Burak kapıyı açıp içeri girdiğinde ablası hızla ona ilerledi. "Annem bugün bir arkadaşında kalacakmış. Bende bir arkadaşımda kalacağım. Sabah alarmını kurmayı unutma."

"Unutmam." Ablası kafasını sallayıp evden çıktığında Burak bir süre sessizliğin arasına karışan yağmuru dinledi. Derin bir nefes verip odasına ilerlerken üstünü çıkarmaya başlamıştı.

Odasına girip tişörtünü bir kenera attığında kapının çalmasıyla oflayarak arkasını döndü. "Yine ne unuttu acaba," dedi ablasının geldiğini varsayarak.

Kapıyı açtığında tam konuşacaktı ki Cem'i görmesiyle çenesini kapattı. Cem gözleri Burak'ın göğsüne kayarken Burak kafasını eğdi.

Sakin ol, diye düşündü. Lisedeyken beden dersi için bir sürü erkeğin içinde giyinmiştiniz. Şimdi neden utanıyorsun ki?

"Cidden,"dedi Cem derin bir nefes verirken, "bu soğukta neden çıplaksın!"

Burak parmağını dudaklarını götürdü. "Aile apartmanında çıplak diye bağırılır mı? Gir içeri," dedi Cem'i kolundan çekiştirerek içeri  iterken.

Burak kapıyı kapatıp Cem'e döndüğünde Cem elindeki kabı havaya kaldırdı. "Annem kek yapmıştı sana da getirmemi istedi."

Arkasını dönüp bildiği yoldan mutfağa girdi.
Burak onun arkasından kapıya doğru ilerledi. Cem kabı bırakırken, "Git üstüne bir şey giyin!" dedi.

Burak derin bir nefes verip odasına ilerledi. Dolabtan bir kazak alırken yerdeki giysi yığınlarına baktı. Birkaç gündür üstünde gereksiz bir uyuşukluk vardı. Ailesi de odasına girmediği için odası harabeye benziyordu.
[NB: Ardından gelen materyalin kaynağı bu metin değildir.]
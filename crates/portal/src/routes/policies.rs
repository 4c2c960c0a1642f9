//! Policy catalog route handlers.
//!
//! Browsing is public: the list supports category filtering, keyword
//! search, and pagination, and the backend client caches unsearched
//! pages. Catalog management is admin-only and invalidates those caches
//! through the backend client on every write.

use axum::{
    Json,
    extract::{Path, Query, State},
};
use rust_decimal::Decimal;
use serde::Deserialize;

use aegis_core::PolicyId;

use crate::api::{Policy, PolicyInput, PolicyPage};
use crate::error::{AppError, Result, add_breadcrumb};
use crate::middleware::RequireAdmin;
use crate::state::AppState;

/// Default page size for the catalog list.
const DEFAULT_PAGE_SIZE: u32 = 9;
/// Hard ceiling on the page size a client may request.
const MAX_PAGE_SIZE: u32 = 50;
/// Default number of cards on the popular shelf.
const DEFAULT_POPULAR_LIMIT: u32 = 6;

// =============================================================================
// Query Types
// =============================================================================

/// Query parameters for the catalog list.
#[derive(Debug, Deserialize)]
pub struct CatalogQuery {
    pub category: Option<String>,
    pub search: Option<String>,
    pub page: Option<u32>,
    pub limit: Option<u32>,
}

/// Query parameters for the popular shelf.
#[derive(Debug, Deserialize)]
pub struct PopularQuery {
    pub limit: Option<u32>,
}

// =============================================================================
// Public Catalog
// =============================================================================

/// List the policy catalog, paginated.
///
/// GET /api/policies
///
/// Blank `category` and `search` values are treated as absent, so
/// `?search=` behaves like no search at all.
pub async fn list_policies(
    State(state): State<AppState>,
    Query(query): Query<CatalogQuery>,
) -> Result<Json<PolicyPage>> {
    let category = non_blank(query.category.as_deref());
    let search = non_blank(query.search.as_deref());
    let page = query.page.unwrap_or(1).max(1);
    let limit = query
        .limit
        .unwrap_or(DEFAULT_PAGE_SIZE)
        .clamp(1, MAX_PAGE_SIZE);

    let page = state
        .backend()
        .get_policies(category, search, page, limit)
        .await?;

    Ok(Json(page))
}

/// List the most-purchased policies.
///
/// GET /api/policies/popular
pub async fn popular_policies(
    State(state): State<AppState>,
    Query(query): Query<PopularQuery>,
) -> Result<Json<Vec<Policy>>> {
    let limit = query
        .limit
        .unwrap_or(DEFAULT_POPULAR_LIMIT)
        .clamp(1, MAX_PAGE_SIZE);

    let policies = state.backend().get_popular_policies(limit).await?;

    Ok(Json(policies))
}

/// Fetch a single policy.
///
/// GET /api/policies/{id}
///
/// # Errors
///
/// Returns 404 when no policy has this id.
pub async fn get_policy(
    State(state): State<AppState>,
    Path(policy_id): Path<PolicyId>,
) -> Result<Json<Policy>> {
    let policy = state.backend().get_policy(&policy_id).await?;
    Ok(Json(policy))
}

// =============================================================================
// Admin Catalog Management
// =============================================================================

/// Create a policy.
///
/// POST /api/admin/policies
///
/// # Errors
///
/// Returns 400 when the input fails validation.
pub async fn create_policy(
    RequireAdmin(admin): RequireAdmin,
    State(state): State<AppState>,
    Json(input): Json<PolicyInput>,
) -> Result<Json<Policy>> {
    validate_policy_input(&input)?;

    let policy = state
        .backend()
        .create_policy(&admin.access_token, &input)
        .await?;

    add_breadcrumb(
        "admin",
        "Policy created",
        Some(&[("policy_id", policy.id.as_str()), ("title", &policy.title)]),
    );

    Ok(Json(policy))
}

/// Update a policy.
///
/// PUT /api/admin/policies/{id}
///
/// # Errors
///
/// Returns 400 when the input fails validation and 404 when no policy
/// has this id.
pub async fn update_policy(
    RequireAdmin(admin): RequireAdmin,
    State(state): State<AppState>,
    Path(policy_id): Path<PolicyId>,
    Json(input): Json<PolicyInput>,
) -> Result<Json<Policy>> {
    validate_policy_input(&input)?;

    let policy = state
        .backend()
        .update_policy(&admin.access_token, &policy_id, &input)
        .await?;

    Ok(Json(policy))
}

/// Delete a policy.
///
/// DELETE /api/admin/policies/{id}
///
/// # Errors
///
/// Returns 404 when no policy has this id.
pub async fn delete_policy(
    RequireAdmin(admin): RequireAdmin,
    State(state): State<AppState>,
    Path(policy_id): Path<PolicyId>,
) -> Result<Json<serde_json::Value>> {
    state
        .backend()
        .delete_policy(&admin.access_token, &policy_id)
        .await?;

    tracing::info!(policy_id = %policy_id, admin = %admin.email, "Policy deleted");

    Ok(Json(serde_json::json!({ "success": true })))
}

// =============================================================================
// Helpers
// =============================================================================

fn non_blank(value: Option<&str>) -> Option<&str> {
    value.map(str::trim).filter(|v| !v.is_empty())
}

/// Reject catalog input the quote engine could not safely price.
fn validate_policy_input(input: &PolicyInput) -> Result<()> {
    if input.title.trim().is_empty() {
        return Err(AppError::Validation("Title is required".to_string()));
    }
    if input.category.trim().is_empty() {
        return Err(AppError::Validation("Category is required".to_string()));
    }
    if input.min_age >= input.max_age {
        return Err(AppError::Validation(
            "Minimum age must be below maximum age".to_string(),
        ));
    }
    if input.coverage_min > input.coverage_max {
        return Err(AppError::Validation(
            "Coverage floor exceeds coverage ceiling".to_string(),
        ));
    }
    if input.duration_options.is_empty() {
        return Err(AppError::Validation(
            "At least one duration option is required".to_string(),
        ));
    }
    if input.duration_options.iter().any(|&years| years == 0) {
        return Err(AppError::Validation(
            "Duration options must be at least one year".to_string(),
        ));
    }
    if input.base_premium_rate <= Decimal::ZERO {
        return Err(AppError::Validation(
            "Base premium rate must be positive".to_string(),
        ));
    }
    Ok(())
}

#[cfg(test)]
#[allow(clippy::unwrap_used)]
mod tests {
    use super::*;

    fn valid_input() -> PolicyInput {
        PolicyInput {
            title: "Term Life Shield".to_string(),
            category: "term-life".to_string(),
            image_url: None,
            description: "Simple term coverage".to_string(),
            min_age: 18,
            max_age: 65,
            coverage_min: Decimal::from(100_000),
            coverage_max: Decimal::from(2_000_000),
            duration_options: vec![10, 15, 20],
            base_premium_rate: Decimal::new(5, 4),
        }
    }

    #[test]
    fn test_valid_input_passes() {
        assert!(validate_policy_input(&valid_input()).is_ok());
    }

    #[test]
    fn test_inverted_age_band_rejected() {
        let mut input = valid_input();
        input.min_age = 70;
        assert!(matches!(
            validate_policy_input(&input),
            Err(AppError::Validation(_))
        ));
    }

    #[test]
    fn test_inverted_coverage_band_rejected() {
        let mut input = valid_input();
        input.coverage_min = Decimal::from(5_000_000);
        assert!(matches!(
            validate_policy_input(&input),
            Err(AppError::Validation(_))
        ));
    }

    #[test]
    fn test_empty_durations_rejected() {
        let mut input = valid_input();
        input.duration_options.clear();
        assert!(validate_policy_input(&input).is_err());

        input.duration_options = vec![10, 0];
        assert!(validate_policy_input(&input).is_err());
    }

    #[test]
    fn test_zero_rate_rejected() {
        let mut input = valid_input();
        input.base_premium_rate = Decimal::ZERO;
        assert!(validate_policy_input(&input).is_err());
    }

    #[test]
    fn test_blank_filters_collapse_to_none() {
        assert_eq!(non_blank(Some("  ")), None);
        assert_eq!(non_blank(Some("")), None);
        assert_eq!(non_blank(Some("health")), Some("health"));
        assert_eq!(non_blank(None), None);
    }
}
Hızla odadan çıkıp kapıyı arkasından kapadı. Cem odayı görürse kesin yine azar yerdi. Küçüklüğünden beri hep Burak'ın dağınık olmasından yakınırdı.

Kazağı üstüne geçirip tekrardan mutfağa ilerledi. Cem'in karşısına oturup tabaktaki keklerden yemeye başladı. Cem elini çenesine dayayıp Burak'ı izlemeye başladı.
Her ışırışında yüzündeki gülümseme ve dudağının etrafına bulaşmış çikolata onu çocuk gibi gösteriyordu.

Burak onu izleyen Cem'e baktı. "Sen yemiyecek misin?" Cem kafasını salladı. "Ben yeterince yedim."

"Eve gireli birkaç dakika olmuştu. Ne zaman yedin?" Cem yerinde doğrulup esnedi. "Midem birkaç dakika içinde neler alabilir bilsen şaşarsın."

"Bugün burada kalsana," dedi Burak. "Akşam annem ve ablam olmayacakmış. Film falan izleriz."

"Olur," dedi Cem. Birbirlerinin evlerinde kalmalarına alışıktılar. Bu sıklıkla yaptıkları bir şeydi.